他自己也说:“我是替人类酿制醇醪的酒神。是我给人以精神上至高的狂热。”
我不知他是否真如瓦格纳所说的,想在《第七交响曲》的终局内描写一个酒神的庆祝会。在这阕豪放的乡村节会音乐中,我特别看到他佛兰芒族的遗传;同样,在以纪律和服从为尚的国家,他的肆无忌惮的举止谈吐,也是源于他自身的血统。不论在哪一部作品里,都没有《第七交响曲》那么坦白,那么自由的力。这是无目的地,单为了娱乐而浪费着超人的精力,宛如一条洋溢泛滥的河的欢乐。在《第八交响曲》内,力量固然没有这样的夸大,但更加奇特,更表现出作者的特点,交融着悲剧与滑稽,力士般的刚强和儿童般的任性。
一八一四年是贝多芬幸运的顶点。
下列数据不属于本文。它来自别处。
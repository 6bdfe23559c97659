//! txpush CLI - publish the pending transaction
//!
//!   txpush [broadcast]     → raw broadcast, fallback signing, cleanup
//!   txpush check           → load + validate only, print details as JSON
//!
//! Configuration (flags override environment, environment overrides defaults):
//!   --pending <path>    TXPUSH_PENDING_FILE
//!   --network <net>     TXPUSH_NETWORK
//!   --esplora <url>     TXPUSH_ESPLORA
//!   --electrum <url>    TXPUSH_ELECTRUM
//!   --explorer <url>    TXPUSH_EXPLORER
//!   --timeout <secs>    TXPUSH_TIMEOUT_SECS
//!
//! Exit codes: 0 broadcast, 2 usage/config, 3 no record, 4 malformed record,
//! 5 missing field, 6 every broadcast path failed.

use serde_json::{json, Value};
use std::env;
use std::io::{self, IsTerminal};
use std::time::Duration;
use tracing::debug;
use txpush::broadcast::fallback::{fee_policy, signing_identity, single_output};
use txpush::logging::init_logging;
use txpush::{BroadcasterConfig, ElectrumSigner, Network, Orchestrator, Outcome};

const USAGE_EXIT: i32 = 2;

fn main() {
    init_logging();
    #[cfg(feature = "wallet")]
    let _ = rustls::crypto::ring::default_provider().install_default();

    let args: Vec<String> = env::args().skip(1).collect();
    let opts = ParsedArgs::parse(&args);

    if opts.help {
        print_usage();
        return;
    }

    if opts.version {
        println!("txpush {}", env!("CARGO_PKG_VERSION"));
        return;
    }

    let config = match opts.config() {
        Ok(config) => config,
        Err(e) => {
            eprintln!("{}", e);
            std::process::exit(USAGE_EXIT);
        }
    };
    debug!(network = %config.network, pending = %config.pending_path.display(), "Configuration loaded");

    let code = match opts.command.as_deref() {
        None | Some("broadcast") | Some("send") => cmd_broadcast(&config),
        Some("check") => cmd_check(&config, opts.pretty),
        Some(cmd) => {
            eprintln!("Unknown command: {}", cmd);
            print_usage();
            USAGE_EXIT
        }
    };
    std::process::exit(code);
}

#[derive(Default)]
struct ParsedArgs {
    command: Option<String>,
    pending: Option<String>,
    network: Option<String>,
    esplora_url: Option<String>,
    electrum_url: Option<String>,
    explorer_url: Option<String>,
    timeout_secs: Option<String>,
    pretty: bool,
    help: bool,
    version: bool,
}

impl ParsedArgs {
    fn parse(args: &[String]) -> Self {
        // Load .env file if present
        if let Ok(contents) = std::fs::read_to_string(".env") {
            for line in contents.lines() {
                let line = line.trim();
                if line.is_empty() || line.starts_with('#') {
                    continue;
                }
                if let Some((key, value)) = line.split_once('=') {
                    let value = value.trim().trim_matches('"');
                    if !value.is_empty() && env::var(key.trim()).is_err() {
                        env::set_var(key.trim(), value);
                    }
                }
            }
        }

        let mut opts = ParsedArgs::default();
        let mut positional = Vec::new();
        let mut i = 0;

        while i < args.len() {
            let arg = &args[i];
            let value = args.get(i + 1).cloned();
            let mut takes_value = |slot: &mut Option<String>| {
                if value.is_some() {
                    *slot = value.clone();
                    i += 1;
                }
            };
            match arg.as_str() {
                "--help" | "-h" => opts.help = true,
                "--version" | "-V" => opts.version = true,
                "--pretty" => opts.pretty = true,
                "--pending" | "-f" => takes_value(&mut opts.pending),
                "--network" | "-n" => takes_value(&mut opts.network),
                "--esplora" | "-e" => takes_value(&mut opts.esplora_url),
                "--electrum" => takes_value(&mut opts.electrum_url),
                "--explorer" => takes_value(&mut opts.explorer_url),
                "--timeout" | "-t" => takes_value(&mut opts.timeout_secs),
                _ if !arg.starts_with('-') => positional.push(arg.clone()),
                _ => {} // Ignore unknown flags
            }
            i += 1;
        }

        if !positional.is_empty() {
            opts.command = Some(positional.remove(0));
        }
        opts
    }

    /// Environment first, then flags on top.
    fn config(&self) -> Result<BroadcasterConfig, String> {
        let mut config = BroadcasterConfig::from_env().map_err(|e| e.to_string())?;
        if let Some(raw) = self.network.as_deref() {
            let network = Network::parse(raw).ok_or_else(|| format!("Invalid network: {}", raw))?;
            config.network = network;
        }
        if let Some(path) = &self.pending { config = config.with_pending_path(path); }
        if let Some(url) = &self.esplora_url { config = config.with_esplora(url); }
        if let Some(url) = &self.electrum_url { config = config.with_electrum(url); }
        if let Some(url) = &self.explorer_url { config = config.with_explorer(url); }
        if let Some(raw) = &self.timeout_secs {
            let secs: u64 = raw.parse().map_err(|_| format!("Invalid timeout: {}", raw))?;
            config = config.with_timeout(Duration::from_secs(secs));
        }
        config.validate().map_err(|e| e.to_string())?;
        Ok(config)
    }
}

fn print_usage() {
    println!(
        r#"txpush - Broadcast a pending Bitcoin transaction

USAGE:
    txpush [command] [options]

COMMANDS:
    broadcast               Broadcast the pending record (default)
    check                   Validate the pending record, no network access

OPTIONS:
    --pending, -f <path>    Pending record (default: ./pending_transaction.json)
    --network, -n <net>     Network: bitcoin|testnet|signet|regtest (default: testnet)
    --esplora, -e <url>     Esplora API base for raw broadcast
    --electrum <url>        Electrum server for the fallback signer
    --explorer <url>        Explorer tx URL prefix
    --timeout, -t <secs>    Raw broadcast timeout (default: 30)
    --pretty                Pretty-print JSON (check)
    --version, -V           Print version

ENVIRONMENT:
    TXPUSH_PENDING_FILE, TXPUSH_NETWORK, TXPUSH_ESPLORA, TXPUSH_ELECTRUM,
    TXPUSH_EXPLORER, TXPUSH_TIMEOUT_SECS, TXPUSH_LOG_JSON=1, RUST_LOG

EXIT CODES:
    0 broadcast   2 usage/config   3 no record   4 malformed record
    5 missing field   6 broadcast failed
"#
    );
}

fn cmd_broadcast(config: &BroadcasterConfig) -> i32 {
    println!("{}", "=".repeat(60));
    println!("BITCOIN {} - BROADCAST TRANSACTION", config.network.as_str().to_uppercase());
    println!("{}", "=".repeat(60));

    let orchestrator = match Orchestrator::from_config(config) {
        Ok(o) => o,
        Err(e) => {
            eprintln!("{}", e);
            return e.exit_code();
        }
    };
    let rt = match tokio::runtime::Builder::new_current_thread().enable_all().build() {
        Ok(rt) => rt,
        Err(e) => {
            eprintln!("Failed to create runtime: {}", e);
            return USAGE_EXIT;
        }
    };

    let outcome = rt.block_on(orchestrator.run());
    match &outcome {
        Outcome::Broadcast { txid, path } => {
            println!("Transaction successfully broadcast ({}): {}", path.as_str(), txid);
            if let Some(link) = config.explorer_link(txid) {
                println!("Explorer: {}", link);
            }
        }
        Outcome::NotBroadcast { error, .. } if error.is_record_error() => println!("Nothing broadcast: {}", error),
        Outcome::NotBroadcast { error, .. } => println!("Broadcast failed: {}", error),
    }
    outcome.exit_code()
}

fn cmd_check(config: &BroadcasterConfig, pretty: bool) -> i32 {
    let orchestrator = match Orchestrator::from_config(config) {
        Ok(o) => o,
        Err(e) => {
            eprintln!("{}", e);
            return e.exit_code();
        }
    };
    let record = match orchestrator.load_validated() {
        Ok(record) => record,
        Err((_, e)) => {
            println!("{}", json!({"valid": false, "error": e.to_string()}));
            return e.exit_code();
        }
    };

    let tx = &record.transaction;
    let spending_address = signing_identity(record.private_key_wif.as_ref(), config.network).and_then(|key| {
        single_output(tx)?;
        fee_policy(tx.fee())?;
        ElectrumSigner::spending_address(&key, tx.from_address().unwrap_or_default(), config.network)
    });
    let first_path = if record.raw_hex().is_some() { "raw" } else { "fallback" };
    let fallback = match spending_address {
        Ok(address) => json!({"ready": true, "spends_from": address}),
        Err(e) => json!({"ready": false, "error": e.to_string()}),
    };
    let output = json!({
        "valid": true,
        "network": config.network.as_str(),
        "from": tx.from_address,
        "to": tx.to_address,
        "amount_sats": tx.amount_sats,
        "amount_btc": tx.amount_btc(),
        "fee_sats": tx.fee().cloned().unwrap_or(json!(0)),
        "signed": record.is_signed(),
        "raw_transaction": record.raw_hex().is_some(),
        "first_path": first_path,
        "fallback": fallback,
    });
    print_json(&output, pretty);
    0
}

fn print_json(value: &Value, pretty: bool) {
    let formatted = if pretty || io::stdout().is_terminal() {
        serde_json::to_string_pretty(value)
    } else {
        serde_json::to_string(value)
    };
    match formatted {
        Ok(s) => println!("{}", s),
        Err(e) => eprintln!("Failed to format output: {}", e),
    }
}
在维也纳会议中,人家把他看作欧罗巴的光荣。他在庆祝会中非常活跃。亲王们向他致敬,像他自己高傲地向申德勒所说的,他听任他们追逐。
他受着独立战争的鼓动。一八一三年,他写了一阕《威灵顿之胜利交响曲》;一八一四年初,写了一阕战士的合唱:《德意志的再生》;一八一四年十一月二十九日,他在许多君主前面指挥一支爱国歌曲:《光荣的时节》;一八一五年,他为攻陷巴黎写一首合唱:《大功告成》。这些应时的作品,比他一切别的音乐更能增加他的声名。布莱修斯·赫弗尔依着弗朗索瓦·勒特龙的素描所做的木刻,和一八一三年弗兰兹·克莱因塑的脸型,活脱脱地表现出贝多芬在维也纳会议时的面貌。狮子般的脸上,牙关紧咬着,刻画着愤怒与苦恼的皱痕,但表现得最明显的性格是他的意志,早年拿破仑式的意志:“可惜我在战争里不像在音乐中那么内行!否则我将战败他!”